In medical image processing, brain tumor detection and segmentation is a challenging and time-consuming task. Magnetic Resonance Image (MRI) scan analysis is a powerful tool in the recent technology that makes effective detection of the abnormal tissues from the brain. In the brain image, the size of a tumor can be varied for different patients along with the minute details of the tumor. It is a difficult task to diagnose and classify the tumor from numerous images for the radiologists. This paper developed a brain tumor classification using a hybrid deep autoencoder with a Bayesian fuzzy clustering-based segmentation approach. Initially, the pre-processing stage is performed using the non-local mean filter for denoising purposes. Then the BFC (Bayesian fuzzy clustering) approach is utilized for the segmentation of brain tumors.
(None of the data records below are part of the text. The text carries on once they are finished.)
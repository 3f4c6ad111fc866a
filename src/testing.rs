//! In-memory transport for driving connections, clients and bindings in tests.
//!
//! [`MockTransport::channel_pair`] returns the transport plus a [`MockAcceptor`].
//! Every successful `connect` hands the acceptor one [`MockServer`], which plays the
//! remote end of that socket: it sees outbound frames, pushes inbound ones, and can
//! drop the socket.

use std::pin::Pin;
use std::sync::{
    Arc,
    atomic::{AtomicBool, AtomicUsize, Ordering},
};
use std::task::{Context, Poll};
use std::time::Duration;

use futures_util::Sink;
use parking_lot::Mutex;
use tokio::sync::mpsc;

use crate::core::{WebSocketBufferConfig, WebSocketError, WsFrame};
use crate::transport::{WsConnectRequest, WsTransport, WsTransportConnectFuture};

struct MockShared {
    accept_tx: mpsc::UnboundedSender<MockServer>,
    requests: Mutex<Vec<WsConnectRequest>>,
    attempts: AtomicUsize,
    refuse: AtomicBool,
}

/// Transport whose sockets are pairs of in-memory channels.
#[derive(Clone)]
pub struct MockTransport {
    shared: Arc<MockShared>,
}

impl MockTransport {
    pub fn channel_pair() -> (Self, MockAcceptor) {
        let (accept_tx, accept_rx) = mpsc::unbounded_channel();
        (
            Self {
                shared: Arc::new(MockShared {
                    accept_tx,
                    requests: Mutex::new(Vec::new()),
                    attempts: AtomicUsize::new(0),
                    refuse: AtomicBool::new(false),
                }),
            },
            MockAcceptor { rx: accept_rx },
        )
    }

    /// Fail every subsequent handshake until switched back off.
    pub fn refuse_connections(&self, refuse: bool) {
        self.shared.refuse.store(refuse, Ordering::SeqCst);
    }

    /// Every handshake request seen so far, refused ones included.
    pub fn requests(&self) -> Vec<WsConnectRequest> {
        self.shared.requests.lock().clone()
    }

    pub fn connect_count(&self) -> usize {
        self.shared.attempts.load(Ordering::SeqCst)
    }
}

impl WsTransport for MockTransport {
    type Reader = MockReader;
    type Writer = MockWriter;

    fn connect(
        &self,
        request: WsConnectRequest,
        _buffers: WebSocketBufferConfig,
    ) -> WsTransportConnectFuture<Self::Reader, Self::Writer> {
        let shared = Arc::clone(&self.shared);
        Box::pin(async move {
            shared.attempts.fetch_add(1, Ordering::SeqCst);
            shared.requests.lock().push(request.clone());
            if shared.refuse.load(Ordering::SeqCst) {
                return Err(WebSocketError::ConnectionFailed(
                    "mock transport refused connection".to_string(),
                ));
            }

            let (sent_tx, outbound_rx) = mpsc::unbounded_channel();
            let (inbound_tx, rx) = mpsc::unbounded_channel();
            // With no acceptor the server half is dropped and the socket ends at once.
            let _ = shared.accept_tx.send(MockServer {
                request,
                outbound_rx,
                inbound_tx: Some(inbound_tx),
            });
            Ok((MockReader { rx }, MockWriter { sent_tx }))
        })
    }
}

/// Receives the server side of each accepted mock socket, in connect order.
pub struct MockAcceptor {
    rx: mpsc::UnboundedReceiver<MockServer>,
}

impl MockAcceptor {
    pub async fn accept(&mut self) -> Option<MockServer> {
        self.rx.recv().await
    }

    pub async fn accept_timeout(&mut self, timeout: Duration) -> Option<MockServer> {
        tokio::time::timeout(timeout, self.rx.recv())
            .await
            .unwrap_or_default()
    }

    /// A socket that was already accepted, without waiting.
    pub fn try_accept(&mut self) -> Option<MockServer> {
        self.rx.try_recv().ok()
    }
}

/// Error surface for operations on [`MockServer`].
#[derive(Debug, Clone, Copy, Eq, PartialEq, thiserror::Error)]
pub enum MockServerError {
    #[error("mock socket already dropped")]
    SocketDropped,
    #[error("mock client side is gone")]
    ChannelClosed,
}

/// Remote end of one mock socket.
pub struct MockServer {
    request: WsConnectRequest,
    outbound_rx: mpsc::UnboundedReceiver<WsFrame>,
    inbound_tx: Option<mpsc::UnboundedSender<WsFrame>>,
}

impl MockServer {
    /// The handshake request that opened this socket.
    pub fn request(&self) -> &WsConnectRequest {
        &self.request
    }

    /// Next frame written by the client. `None` once the client's writer is gone.
    pub async fn recv_outbound(&mut self) -> Option<WsFrame> {
        self.outbound_rx.recv().await
    }

    pub async fn recv_outbound_timeout(&mut self, timeout: Duration) -> Option<WsFrame> {
        tokio::time::timeout(timeout, self.outbound_rx.recv())
            .await
            .unwrap_or_default()
    }

    pub fn send_inbound(&self, frame: WsFrame) -> Result<(), MockServerError> {
        let Some(tx) = self.inbound_tx.as_ref() else {
            return Err(MockServerError::SocketDropped);
        };
        tx.send(frame).map_err(|_| MockServerError::ChannelClosed)
    }

    pub fn send_text(&self, text: impl Into<String>) -> Result<(), MockServerError> {
        self.send_inbound(WsFrame::text(text))
    }

    /// Send a close frame, as a server shutting the socket down would.
    pub fn send_close(&self, code: u16, reason: &'static str) -> Result<(), MockServerError> {
        self.send_inbound(WsFrame::close(code, reason))
    }

    /// End the inbound stream without a close frame.
    pub fn drop_socket(&mut self) {
        self.inbound_tx = None;
    }

    /// Whether the client still holds the write half.
    pub fn is_client_open(&self) -> bool {
        !self.outbound_rx.is_closed()
    }
}

/// Reader side for [`MockTransport`].
pub struct MockReader {
    rx: mpsc::UnboundedReceiver<WsFrame>,
}

impl futures_util::Stream for MockReader {
    type Item = Result<WsFrame, WebSocketError>;

    fn poll_next(mut self: Pin<&mut Self>, cx: &mut Context<'_>) -> Poll<Option<Self::Item>> {
        self.rx.poll_recv(cx).map(|frame| frame.map(Ok))
    }
}

/// Writer side for [`MockTransport`].
pub struct MockWriter {
    sent_tx: mpsc::UnboundedSender<WsFrame>,
}

impl Sink<WsFrame> for MockWriter {
    type Error = WebSocketError;

    fn poll_ready(self: Pin<&mut Self>, _cx: &mut Context<'_>) -> Poll<Result<(), Self::Error>> {
        Poll::Ready(Ok(()))
    }

    fn start_send(self: Pin<&mut Self>, item: WsFrame) -> Result<(), Self::Error> {
        self.get_mut()
            .sent_tx
            .send(item)
            .map_err(|_| WebSocketError::TransportError {
                context: "mock_transport_write",
                error: "mock outbound channel closed".to_string(),
            })
    }

    fn poll_flush(self: Pin<&mut Self>, _cx: &mut Context<'_>) -> Poll<Result<(), Self::Error>> {
        Poll::Ready(Ok(()))
    }

    fn poll_close(self: Pin<&mut Self>, _cx: &mut Context<'_>) -> Poll<Result<(), Self::Error>> {
        Poll::Ready(Ok(()))
    }
}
After segmentation, robust features such as, informationtheoretic measures, scattering transform (ST) and wavelet packet Tsallis entropy (WPTE) methods are used for the feature extraction process. Finally, a hybrid scheme of the DAE (deep autoencoder) based JOA (Jaya optimization algorithm) with a softmax regression technique is utilized to classify the tumor part for the brain tumor classification process. The proposed scheme is implemented in a MATLAB environment. The simulation results are conducted by the BRATS 2015 database which proved that the proposed approach obtained the high classification accuracy (98.5 %) when compared to other state-of-art methods. (c) 2020 Nalecz Institute of Biocybernetics and Biomedical Engineering of the Polish Academy of Sciences. Published by Elsevier B.V. All rights reserved.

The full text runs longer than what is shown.